YOUR ASSIGNMENT: From the line below that contains "pub enum Environment" to the line that contains "impl fmt::Display for Environment", repeat every line exactly, both ends included, and nothing else.

----------

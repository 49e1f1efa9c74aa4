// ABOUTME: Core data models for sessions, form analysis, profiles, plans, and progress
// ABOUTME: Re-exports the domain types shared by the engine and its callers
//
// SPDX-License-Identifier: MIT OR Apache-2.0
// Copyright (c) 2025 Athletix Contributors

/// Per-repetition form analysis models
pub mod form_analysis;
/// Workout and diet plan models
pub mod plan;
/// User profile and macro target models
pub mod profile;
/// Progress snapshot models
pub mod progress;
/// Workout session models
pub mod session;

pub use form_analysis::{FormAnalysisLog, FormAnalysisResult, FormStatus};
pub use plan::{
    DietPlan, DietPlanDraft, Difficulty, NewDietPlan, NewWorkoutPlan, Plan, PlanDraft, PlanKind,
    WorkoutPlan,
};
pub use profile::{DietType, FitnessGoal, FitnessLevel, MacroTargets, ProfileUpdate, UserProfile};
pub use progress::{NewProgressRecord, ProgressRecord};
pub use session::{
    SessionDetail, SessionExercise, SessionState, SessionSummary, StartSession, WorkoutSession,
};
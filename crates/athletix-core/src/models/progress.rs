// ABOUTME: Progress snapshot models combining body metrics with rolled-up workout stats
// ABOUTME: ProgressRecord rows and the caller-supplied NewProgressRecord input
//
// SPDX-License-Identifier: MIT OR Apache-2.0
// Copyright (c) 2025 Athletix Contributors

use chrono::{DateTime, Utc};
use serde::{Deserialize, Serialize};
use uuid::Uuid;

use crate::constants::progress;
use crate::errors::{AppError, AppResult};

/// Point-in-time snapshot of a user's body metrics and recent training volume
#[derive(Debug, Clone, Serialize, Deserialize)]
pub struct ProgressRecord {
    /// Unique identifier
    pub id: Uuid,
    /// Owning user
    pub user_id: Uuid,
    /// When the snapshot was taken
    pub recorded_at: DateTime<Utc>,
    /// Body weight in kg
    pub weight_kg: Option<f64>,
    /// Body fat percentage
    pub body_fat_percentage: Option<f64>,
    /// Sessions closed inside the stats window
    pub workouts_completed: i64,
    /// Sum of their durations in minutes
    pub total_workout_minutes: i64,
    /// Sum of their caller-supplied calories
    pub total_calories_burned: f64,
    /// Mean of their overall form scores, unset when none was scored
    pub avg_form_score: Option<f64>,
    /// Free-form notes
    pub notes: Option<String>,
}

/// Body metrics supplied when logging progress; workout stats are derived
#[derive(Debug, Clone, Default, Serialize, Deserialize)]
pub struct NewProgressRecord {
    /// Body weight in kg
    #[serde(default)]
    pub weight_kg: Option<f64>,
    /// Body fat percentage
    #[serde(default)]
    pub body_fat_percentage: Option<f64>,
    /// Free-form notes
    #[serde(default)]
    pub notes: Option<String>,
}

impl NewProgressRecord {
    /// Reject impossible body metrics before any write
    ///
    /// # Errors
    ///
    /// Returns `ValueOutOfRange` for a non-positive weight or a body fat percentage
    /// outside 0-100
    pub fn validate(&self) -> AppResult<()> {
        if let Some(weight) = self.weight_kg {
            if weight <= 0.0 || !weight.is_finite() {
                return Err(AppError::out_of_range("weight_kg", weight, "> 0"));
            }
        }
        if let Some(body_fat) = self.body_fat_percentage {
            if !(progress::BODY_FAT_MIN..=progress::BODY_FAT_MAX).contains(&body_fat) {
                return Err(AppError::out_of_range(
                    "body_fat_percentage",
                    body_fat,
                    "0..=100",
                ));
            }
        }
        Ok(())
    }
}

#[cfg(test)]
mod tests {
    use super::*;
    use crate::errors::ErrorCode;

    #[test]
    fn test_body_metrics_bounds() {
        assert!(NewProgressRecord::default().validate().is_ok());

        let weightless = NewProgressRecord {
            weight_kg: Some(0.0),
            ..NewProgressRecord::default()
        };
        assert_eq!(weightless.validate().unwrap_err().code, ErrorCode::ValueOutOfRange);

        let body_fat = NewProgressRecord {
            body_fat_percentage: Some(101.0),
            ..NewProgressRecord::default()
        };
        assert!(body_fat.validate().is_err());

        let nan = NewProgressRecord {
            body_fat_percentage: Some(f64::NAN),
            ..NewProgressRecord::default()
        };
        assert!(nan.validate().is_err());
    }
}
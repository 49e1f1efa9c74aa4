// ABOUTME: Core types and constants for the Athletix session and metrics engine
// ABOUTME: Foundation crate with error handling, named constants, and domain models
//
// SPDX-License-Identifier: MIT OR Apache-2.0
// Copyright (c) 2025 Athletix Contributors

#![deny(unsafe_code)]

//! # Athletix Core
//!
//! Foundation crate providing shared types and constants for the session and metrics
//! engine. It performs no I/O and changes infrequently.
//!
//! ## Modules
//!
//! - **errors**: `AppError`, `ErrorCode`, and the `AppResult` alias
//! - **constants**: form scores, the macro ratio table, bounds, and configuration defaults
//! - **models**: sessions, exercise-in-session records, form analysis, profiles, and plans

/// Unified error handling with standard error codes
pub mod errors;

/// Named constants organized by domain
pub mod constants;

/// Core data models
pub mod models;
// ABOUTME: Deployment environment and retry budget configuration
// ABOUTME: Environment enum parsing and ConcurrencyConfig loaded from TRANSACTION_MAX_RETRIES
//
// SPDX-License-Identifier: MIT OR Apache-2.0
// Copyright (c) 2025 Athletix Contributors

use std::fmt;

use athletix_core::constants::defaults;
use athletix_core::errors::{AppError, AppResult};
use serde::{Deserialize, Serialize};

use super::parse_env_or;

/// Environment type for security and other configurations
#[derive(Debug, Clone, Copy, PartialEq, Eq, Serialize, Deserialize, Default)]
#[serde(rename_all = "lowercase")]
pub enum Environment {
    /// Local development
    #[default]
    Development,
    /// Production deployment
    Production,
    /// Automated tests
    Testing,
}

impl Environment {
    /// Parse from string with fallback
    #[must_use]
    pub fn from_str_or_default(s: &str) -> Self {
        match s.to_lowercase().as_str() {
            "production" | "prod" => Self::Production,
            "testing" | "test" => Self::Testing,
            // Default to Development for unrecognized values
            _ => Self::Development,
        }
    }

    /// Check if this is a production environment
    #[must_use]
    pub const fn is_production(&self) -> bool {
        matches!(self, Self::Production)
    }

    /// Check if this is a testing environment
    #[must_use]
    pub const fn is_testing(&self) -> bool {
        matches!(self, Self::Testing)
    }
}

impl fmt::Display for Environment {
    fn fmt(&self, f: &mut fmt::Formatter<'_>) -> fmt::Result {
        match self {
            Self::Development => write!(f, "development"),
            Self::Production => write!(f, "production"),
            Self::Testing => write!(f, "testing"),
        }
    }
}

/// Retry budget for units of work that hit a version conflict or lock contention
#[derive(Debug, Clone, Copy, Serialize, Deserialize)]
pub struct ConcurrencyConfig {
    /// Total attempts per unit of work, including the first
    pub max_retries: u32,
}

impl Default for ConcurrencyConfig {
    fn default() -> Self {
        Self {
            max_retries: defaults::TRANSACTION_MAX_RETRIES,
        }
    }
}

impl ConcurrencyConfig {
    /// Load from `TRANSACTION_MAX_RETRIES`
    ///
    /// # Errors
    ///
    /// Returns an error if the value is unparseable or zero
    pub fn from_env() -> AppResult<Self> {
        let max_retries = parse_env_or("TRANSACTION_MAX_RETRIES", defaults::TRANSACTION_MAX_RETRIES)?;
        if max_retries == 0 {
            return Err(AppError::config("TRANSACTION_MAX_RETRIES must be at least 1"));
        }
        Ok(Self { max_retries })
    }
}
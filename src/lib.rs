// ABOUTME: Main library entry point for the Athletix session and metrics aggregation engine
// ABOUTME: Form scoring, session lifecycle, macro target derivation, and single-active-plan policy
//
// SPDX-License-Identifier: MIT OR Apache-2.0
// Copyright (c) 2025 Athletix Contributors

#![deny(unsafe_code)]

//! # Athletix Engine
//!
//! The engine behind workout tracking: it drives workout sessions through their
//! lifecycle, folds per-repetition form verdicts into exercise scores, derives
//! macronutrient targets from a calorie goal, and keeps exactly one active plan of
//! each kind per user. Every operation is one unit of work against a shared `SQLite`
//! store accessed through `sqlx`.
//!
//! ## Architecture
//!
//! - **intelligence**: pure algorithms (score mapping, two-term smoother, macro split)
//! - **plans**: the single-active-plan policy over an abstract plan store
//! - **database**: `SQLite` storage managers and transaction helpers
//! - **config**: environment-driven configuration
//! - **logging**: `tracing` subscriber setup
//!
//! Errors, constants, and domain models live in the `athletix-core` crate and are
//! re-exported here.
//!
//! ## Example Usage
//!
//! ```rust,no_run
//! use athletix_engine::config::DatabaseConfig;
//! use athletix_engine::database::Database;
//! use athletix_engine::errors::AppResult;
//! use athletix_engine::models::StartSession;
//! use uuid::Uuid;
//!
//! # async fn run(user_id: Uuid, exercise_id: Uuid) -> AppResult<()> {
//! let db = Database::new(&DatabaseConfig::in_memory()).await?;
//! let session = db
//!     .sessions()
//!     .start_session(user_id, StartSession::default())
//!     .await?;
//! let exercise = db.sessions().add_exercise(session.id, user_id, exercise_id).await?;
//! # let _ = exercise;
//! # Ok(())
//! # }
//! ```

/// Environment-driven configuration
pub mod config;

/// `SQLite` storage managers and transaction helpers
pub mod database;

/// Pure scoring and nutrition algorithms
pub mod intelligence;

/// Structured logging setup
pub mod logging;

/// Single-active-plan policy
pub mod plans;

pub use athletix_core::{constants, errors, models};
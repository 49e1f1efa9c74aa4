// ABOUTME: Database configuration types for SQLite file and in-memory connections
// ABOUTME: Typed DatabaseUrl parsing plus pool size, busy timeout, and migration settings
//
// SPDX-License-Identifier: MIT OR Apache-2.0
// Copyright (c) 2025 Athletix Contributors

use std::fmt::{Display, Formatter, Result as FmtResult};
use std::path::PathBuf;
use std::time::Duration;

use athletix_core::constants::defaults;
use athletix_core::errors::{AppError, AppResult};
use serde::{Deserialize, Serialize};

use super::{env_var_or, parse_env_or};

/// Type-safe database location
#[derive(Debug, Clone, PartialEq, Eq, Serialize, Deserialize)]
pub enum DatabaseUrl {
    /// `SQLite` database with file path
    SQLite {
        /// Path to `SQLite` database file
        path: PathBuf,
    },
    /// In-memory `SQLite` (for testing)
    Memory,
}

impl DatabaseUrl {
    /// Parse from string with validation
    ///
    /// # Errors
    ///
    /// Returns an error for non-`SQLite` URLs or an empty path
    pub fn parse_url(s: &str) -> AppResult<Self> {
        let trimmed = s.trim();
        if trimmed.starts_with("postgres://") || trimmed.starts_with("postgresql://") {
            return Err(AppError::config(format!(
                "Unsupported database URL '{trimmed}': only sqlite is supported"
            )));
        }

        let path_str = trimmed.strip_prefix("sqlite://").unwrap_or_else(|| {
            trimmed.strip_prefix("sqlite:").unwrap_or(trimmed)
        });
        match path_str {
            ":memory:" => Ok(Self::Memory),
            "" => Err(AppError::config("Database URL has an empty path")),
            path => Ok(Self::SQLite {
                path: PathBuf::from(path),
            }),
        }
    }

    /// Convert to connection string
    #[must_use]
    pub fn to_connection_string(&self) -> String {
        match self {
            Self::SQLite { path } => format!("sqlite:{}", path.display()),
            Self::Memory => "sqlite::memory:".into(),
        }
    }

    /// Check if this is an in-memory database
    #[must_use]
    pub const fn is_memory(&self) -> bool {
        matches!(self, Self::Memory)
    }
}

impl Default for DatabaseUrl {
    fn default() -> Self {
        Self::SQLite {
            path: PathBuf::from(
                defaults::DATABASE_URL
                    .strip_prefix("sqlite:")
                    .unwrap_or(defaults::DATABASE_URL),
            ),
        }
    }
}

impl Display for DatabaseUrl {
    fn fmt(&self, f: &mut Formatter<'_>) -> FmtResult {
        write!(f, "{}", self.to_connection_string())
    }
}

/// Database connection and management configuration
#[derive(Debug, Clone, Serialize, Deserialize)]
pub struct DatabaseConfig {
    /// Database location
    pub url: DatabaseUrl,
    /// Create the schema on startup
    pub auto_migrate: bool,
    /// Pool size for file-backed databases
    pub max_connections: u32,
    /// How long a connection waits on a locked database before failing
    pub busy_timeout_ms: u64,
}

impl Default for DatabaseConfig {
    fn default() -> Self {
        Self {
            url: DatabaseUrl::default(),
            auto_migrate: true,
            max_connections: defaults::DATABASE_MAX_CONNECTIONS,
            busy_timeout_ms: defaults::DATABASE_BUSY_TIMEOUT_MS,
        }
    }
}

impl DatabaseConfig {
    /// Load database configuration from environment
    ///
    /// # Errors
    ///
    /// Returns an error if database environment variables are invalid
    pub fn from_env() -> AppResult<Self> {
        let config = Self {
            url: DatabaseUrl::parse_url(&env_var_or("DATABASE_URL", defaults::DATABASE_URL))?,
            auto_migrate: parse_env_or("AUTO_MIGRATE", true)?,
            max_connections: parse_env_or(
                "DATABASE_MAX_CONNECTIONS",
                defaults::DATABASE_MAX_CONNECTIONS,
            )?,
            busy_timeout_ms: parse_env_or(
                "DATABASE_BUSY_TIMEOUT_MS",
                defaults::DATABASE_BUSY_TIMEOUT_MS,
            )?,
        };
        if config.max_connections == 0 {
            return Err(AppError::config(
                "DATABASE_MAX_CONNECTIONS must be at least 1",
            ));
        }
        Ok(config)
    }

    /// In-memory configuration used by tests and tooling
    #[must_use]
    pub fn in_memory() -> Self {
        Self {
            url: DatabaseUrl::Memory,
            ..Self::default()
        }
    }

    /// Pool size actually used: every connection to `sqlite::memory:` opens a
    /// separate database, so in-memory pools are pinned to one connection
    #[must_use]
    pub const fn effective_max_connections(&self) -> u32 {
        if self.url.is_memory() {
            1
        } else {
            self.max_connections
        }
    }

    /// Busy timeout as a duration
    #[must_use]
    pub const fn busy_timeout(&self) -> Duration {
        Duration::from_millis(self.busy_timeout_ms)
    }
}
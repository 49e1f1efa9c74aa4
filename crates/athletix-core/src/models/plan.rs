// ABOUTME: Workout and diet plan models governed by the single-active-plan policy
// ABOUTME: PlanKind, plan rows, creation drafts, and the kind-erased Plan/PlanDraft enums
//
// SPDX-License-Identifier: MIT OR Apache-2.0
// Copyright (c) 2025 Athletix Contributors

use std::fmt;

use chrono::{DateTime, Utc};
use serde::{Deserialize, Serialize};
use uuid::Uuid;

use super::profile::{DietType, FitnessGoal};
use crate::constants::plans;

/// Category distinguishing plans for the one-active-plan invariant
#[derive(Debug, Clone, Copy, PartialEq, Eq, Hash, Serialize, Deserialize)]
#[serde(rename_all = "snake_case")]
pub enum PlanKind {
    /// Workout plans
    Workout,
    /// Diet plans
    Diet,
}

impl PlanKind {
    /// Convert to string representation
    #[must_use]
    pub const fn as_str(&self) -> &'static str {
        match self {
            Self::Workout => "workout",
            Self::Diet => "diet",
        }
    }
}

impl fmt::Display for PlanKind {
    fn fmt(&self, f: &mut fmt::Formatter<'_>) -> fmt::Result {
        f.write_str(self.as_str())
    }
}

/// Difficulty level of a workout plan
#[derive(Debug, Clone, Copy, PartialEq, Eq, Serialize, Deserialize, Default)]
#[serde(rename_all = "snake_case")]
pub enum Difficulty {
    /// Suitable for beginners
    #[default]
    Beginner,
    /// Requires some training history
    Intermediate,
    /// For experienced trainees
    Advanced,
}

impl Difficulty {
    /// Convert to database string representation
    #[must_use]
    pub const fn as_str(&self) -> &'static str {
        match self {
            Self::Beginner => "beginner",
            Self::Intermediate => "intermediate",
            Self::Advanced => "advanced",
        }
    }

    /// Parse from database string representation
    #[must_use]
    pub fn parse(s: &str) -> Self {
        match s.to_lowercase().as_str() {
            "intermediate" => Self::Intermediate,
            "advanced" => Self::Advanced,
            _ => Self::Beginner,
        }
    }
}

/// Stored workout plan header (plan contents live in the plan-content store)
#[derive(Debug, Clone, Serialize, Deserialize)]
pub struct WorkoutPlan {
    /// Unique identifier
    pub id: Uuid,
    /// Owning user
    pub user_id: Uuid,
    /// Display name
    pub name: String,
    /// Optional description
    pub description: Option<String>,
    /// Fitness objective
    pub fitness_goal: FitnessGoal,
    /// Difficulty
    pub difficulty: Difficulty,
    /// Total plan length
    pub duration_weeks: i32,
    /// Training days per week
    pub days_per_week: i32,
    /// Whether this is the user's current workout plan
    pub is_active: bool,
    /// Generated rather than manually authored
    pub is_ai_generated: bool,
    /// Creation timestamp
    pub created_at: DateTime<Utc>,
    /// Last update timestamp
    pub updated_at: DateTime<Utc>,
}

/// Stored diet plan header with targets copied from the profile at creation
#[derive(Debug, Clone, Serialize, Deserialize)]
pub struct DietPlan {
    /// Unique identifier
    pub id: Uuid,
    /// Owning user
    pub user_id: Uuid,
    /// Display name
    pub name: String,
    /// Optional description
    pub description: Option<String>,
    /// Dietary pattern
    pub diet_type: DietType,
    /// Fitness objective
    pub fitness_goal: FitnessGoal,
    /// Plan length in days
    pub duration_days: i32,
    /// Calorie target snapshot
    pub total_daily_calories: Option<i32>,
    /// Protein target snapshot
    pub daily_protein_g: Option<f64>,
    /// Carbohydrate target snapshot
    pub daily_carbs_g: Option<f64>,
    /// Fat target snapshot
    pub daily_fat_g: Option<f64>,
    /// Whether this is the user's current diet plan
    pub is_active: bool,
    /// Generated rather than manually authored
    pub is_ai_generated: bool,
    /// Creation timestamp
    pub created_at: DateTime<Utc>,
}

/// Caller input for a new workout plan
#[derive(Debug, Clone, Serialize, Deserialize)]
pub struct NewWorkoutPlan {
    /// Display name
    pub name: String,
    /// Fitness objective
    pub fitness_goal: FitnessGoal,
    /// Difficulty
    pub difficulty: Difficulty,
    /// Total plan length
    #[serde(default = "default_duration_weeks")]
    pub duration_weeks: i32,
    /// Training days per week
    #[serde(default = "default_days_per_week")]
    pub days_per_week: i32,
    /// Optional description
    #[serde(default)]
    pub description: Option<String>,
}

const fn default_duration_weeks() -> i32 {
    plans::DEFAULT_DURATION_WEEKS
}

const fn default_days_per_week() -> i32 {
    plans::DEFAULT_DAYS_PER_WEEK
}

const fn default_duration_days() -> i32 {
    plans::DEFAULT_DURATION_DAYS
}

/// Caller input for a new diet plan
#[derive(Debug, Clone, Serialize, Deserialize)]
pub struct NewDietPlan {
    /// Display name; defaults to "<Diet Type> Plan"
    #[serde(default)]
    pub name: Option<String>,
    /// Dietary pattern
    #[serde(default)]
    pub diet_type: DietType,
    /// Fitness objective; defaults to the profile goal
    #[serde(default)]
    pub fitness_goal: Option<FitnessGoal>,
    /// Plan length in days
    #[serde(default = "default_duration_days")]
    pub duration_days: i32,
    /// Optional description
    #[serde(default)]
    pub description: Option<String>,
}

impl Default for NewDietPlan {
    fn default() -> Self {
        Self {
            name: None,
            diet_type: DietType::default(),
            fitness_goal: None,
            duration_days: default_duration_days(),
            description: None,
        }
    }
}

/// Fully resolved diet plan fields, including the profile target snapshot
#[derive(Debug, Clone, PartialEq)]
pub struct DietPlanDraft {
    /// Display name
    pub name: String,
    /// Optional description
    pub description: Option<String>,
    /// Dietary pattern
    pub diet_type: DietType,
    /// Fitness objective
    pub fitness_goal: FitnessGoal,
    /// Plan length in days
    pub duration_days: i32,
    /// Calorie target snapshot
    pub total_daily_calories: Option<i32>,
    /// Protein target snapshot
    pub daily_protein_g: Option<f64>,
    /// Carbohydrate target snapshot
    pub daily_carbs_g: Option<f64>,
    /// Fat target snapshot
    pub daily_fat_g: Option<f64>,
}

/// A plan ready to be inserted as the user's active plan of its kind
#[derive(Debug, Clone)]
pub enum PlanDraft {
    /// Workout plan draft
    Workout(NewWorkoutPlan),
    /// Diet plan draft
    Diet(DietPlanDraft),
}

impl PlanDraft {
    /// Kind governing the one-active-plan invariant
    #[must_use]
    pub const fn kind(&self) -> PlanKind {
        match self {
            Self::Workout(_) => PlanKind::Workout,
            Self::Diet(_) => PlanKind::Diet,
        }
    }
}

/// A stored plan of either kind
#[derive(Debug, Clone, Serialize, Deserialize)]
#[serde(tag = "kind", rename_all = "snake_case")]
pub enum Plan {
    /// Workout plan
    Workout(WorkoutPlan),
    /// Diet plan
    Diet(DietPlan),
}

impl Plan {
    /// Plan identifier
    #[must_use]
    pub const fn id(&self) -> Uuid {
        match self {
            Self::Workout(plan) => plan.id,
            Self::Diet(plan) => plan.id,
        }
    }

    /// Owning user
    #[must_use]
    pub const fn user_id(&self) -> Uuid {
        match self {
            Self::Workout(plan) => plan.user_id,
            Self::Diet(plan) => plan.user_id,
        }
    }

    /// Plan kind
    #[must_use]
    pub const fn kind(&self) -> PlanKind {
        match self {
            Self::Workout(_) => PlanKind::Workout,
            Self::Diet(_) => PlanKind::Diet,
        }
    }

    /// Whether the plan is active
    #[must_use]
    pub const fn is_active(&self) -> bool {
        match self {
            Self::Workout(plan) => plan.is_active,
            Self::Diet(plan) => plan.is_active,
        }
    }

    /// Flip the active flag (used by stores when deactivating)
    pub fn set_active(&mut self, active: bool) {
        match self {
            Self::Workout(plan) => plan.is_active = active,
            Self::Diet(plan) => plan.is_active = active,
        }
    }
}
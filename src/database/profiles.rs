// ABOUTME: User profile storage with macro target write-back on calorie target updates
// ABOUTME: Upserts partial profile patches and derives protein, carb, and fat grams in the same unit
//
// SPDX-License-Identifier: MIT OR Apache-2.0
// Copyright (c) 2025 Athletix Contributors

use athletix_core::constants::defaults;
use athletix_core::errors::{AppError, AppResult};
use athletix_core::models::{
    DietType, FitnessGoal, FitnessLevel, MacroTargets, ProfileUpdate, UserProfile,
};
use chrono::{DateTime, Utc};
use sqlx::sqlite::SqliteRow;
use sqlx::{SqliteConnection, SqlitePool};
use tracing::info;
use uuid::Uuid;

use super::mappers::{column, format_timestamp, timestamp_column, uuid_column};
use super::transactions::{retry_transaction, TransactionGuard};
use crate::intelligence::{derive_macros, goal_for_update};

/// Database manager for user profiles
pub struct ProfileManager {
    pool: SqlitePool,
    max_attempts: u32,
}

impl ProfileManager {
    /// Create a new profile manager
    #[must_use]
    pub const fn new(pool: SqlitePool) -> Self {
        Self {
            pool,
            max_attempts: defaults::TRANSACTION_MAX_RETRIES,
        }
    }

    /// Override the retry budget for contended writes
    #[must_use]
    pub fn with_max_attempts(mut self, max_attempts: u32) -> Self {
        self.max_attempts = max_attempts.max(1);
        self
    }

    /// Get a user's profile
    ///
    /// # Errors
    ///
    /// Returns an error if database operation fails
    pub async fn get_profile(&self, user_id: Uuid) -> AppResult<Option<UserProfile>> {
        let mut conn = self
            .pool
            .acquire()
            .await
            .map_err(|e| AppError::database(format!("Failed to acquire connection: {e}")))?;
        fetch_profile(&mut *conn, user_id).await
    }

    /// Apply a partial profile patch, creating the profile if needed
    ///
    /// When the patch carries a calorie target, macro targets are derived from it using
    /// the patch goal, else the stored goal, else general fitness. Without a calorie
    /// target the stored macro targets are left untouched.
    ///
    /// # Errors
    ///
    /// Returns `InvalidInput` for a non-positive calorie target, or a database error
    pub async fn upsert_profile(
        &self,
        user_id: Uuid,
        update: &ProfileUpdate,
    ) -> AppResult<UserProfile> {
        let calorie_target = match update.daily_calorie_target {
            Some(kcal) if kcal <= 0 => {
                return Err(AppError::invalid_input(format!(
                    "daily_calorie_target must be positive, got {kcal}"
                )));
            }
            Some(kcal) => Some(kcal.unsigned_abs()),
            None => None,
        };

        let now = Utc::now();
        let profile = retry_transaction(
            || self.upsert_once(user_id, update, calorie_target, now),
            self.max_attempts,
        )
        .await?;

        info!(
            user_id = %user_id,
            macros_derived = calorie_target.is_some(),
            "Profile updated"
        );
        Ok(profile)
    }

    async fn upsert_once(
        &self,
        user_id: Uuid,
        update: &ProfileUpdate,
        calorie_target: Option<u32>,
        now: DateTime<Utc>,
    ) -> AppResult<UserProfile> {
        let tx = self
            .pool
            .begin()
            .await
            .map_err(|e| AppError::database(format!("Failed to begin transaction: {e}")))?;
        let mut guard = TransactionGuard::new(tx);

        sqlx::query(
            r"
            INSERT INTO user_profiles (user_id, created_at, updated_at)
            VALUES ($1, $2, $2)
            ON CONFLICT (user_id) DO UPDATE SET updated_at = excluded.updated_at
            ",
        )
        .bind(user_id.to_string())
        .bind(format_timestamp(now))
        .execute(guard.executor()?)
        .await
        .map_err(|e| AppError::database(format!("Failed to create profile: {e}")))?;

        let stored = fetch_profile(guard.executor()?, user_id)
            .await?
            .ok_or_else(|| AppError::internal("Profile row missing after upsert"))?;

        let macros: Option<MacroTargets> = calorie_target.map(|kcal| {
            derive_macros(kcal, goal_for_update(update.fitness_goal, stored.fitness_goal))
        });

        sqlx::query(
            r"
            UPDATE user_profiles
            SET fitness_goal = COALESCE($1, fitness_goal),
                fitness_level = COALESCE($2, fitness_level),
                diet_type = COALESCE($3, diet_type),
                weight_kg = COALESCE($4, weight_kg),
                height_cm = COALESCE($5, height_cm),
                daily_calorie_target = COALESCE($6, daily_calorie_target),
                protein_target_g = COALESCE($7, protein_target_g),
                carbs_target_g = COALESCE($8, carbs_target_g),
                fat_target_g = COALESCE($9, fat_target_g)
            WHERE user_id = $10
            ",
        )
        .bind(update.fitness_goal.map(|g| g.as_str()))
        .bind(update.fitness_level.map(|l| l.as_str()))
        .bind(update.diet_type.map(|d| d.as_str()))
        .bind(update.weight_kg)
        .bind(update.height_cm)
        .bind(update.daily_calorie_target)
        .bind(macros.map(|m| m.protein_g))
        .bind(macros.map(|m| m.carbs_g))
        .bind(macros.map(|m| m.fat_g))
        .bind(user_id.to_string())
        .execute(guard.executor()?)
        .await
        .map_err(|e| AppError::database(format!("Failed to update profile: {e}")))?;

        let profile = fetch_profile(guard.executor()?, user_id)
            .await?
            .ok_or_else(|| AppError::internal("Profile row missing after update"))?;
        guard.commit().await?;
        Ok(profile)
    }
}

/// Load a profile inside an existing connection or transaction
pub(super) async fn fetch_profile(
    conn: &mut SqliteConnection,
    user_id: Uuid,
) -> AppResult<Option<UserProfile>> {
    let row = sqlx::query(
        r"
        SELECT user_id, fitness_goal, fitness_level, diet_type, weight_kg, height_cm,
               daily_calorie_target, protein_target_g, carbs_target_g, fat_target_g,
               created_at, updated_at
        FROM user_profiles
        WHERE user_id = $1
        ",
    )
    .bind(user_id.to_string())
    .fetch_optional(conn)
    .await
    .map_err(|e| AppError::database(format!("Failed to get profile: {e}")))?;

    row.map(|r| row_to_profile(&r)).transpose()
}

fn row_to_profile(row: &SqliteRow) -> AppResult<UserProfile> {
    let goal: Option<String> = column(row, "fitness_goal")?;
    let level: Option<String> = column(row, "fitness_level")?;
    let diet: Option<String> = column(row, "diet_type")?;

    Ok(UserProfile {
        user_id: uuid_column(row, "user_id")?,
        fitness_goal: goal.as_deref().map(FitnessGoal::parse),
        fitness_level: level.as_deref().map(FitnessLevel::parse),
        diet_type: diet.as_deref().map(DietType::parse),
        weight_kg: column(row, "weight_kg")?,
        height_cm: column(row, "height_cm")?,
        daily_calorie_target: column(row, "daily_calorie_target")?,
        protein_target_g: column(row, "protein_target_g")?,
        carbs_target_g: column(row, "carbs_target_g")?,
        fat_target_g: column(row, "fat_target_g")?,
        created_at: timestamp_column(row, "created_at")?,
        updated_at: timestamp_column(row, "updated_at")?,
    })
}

----------

WRITTEN ANSWER:
pub enum Environment {
    /// Local development
    #[default]
    Development,
    /// Production deployment
    Production,
    /// Automated tests
    Testing,
}

impl Environment {
    /// Parse from string with fallback
    #[must_use]
    pub fn from_str_or_default(s: &str) -> Self {
        match s.to_lowercase().as_str() {
            "production" | "prod" => Self::Production,
            "testing" | "test" => Self::Testing,
            // Default to Development for unrecognized values
            _ => Self::Development,
        }
    }

    /// Check if this is a production environment
    #[must_use]
    pub const fn is_production(&self) -> bool {
        matches!(self, Self::Production)
    }

    /// Check if this is a testing environment
    #[must_use]
    pub const fn is_testing(&self) -> bool {
        matches!(self, Self::Testing)
    }
}

impl fmt::Display for Environment {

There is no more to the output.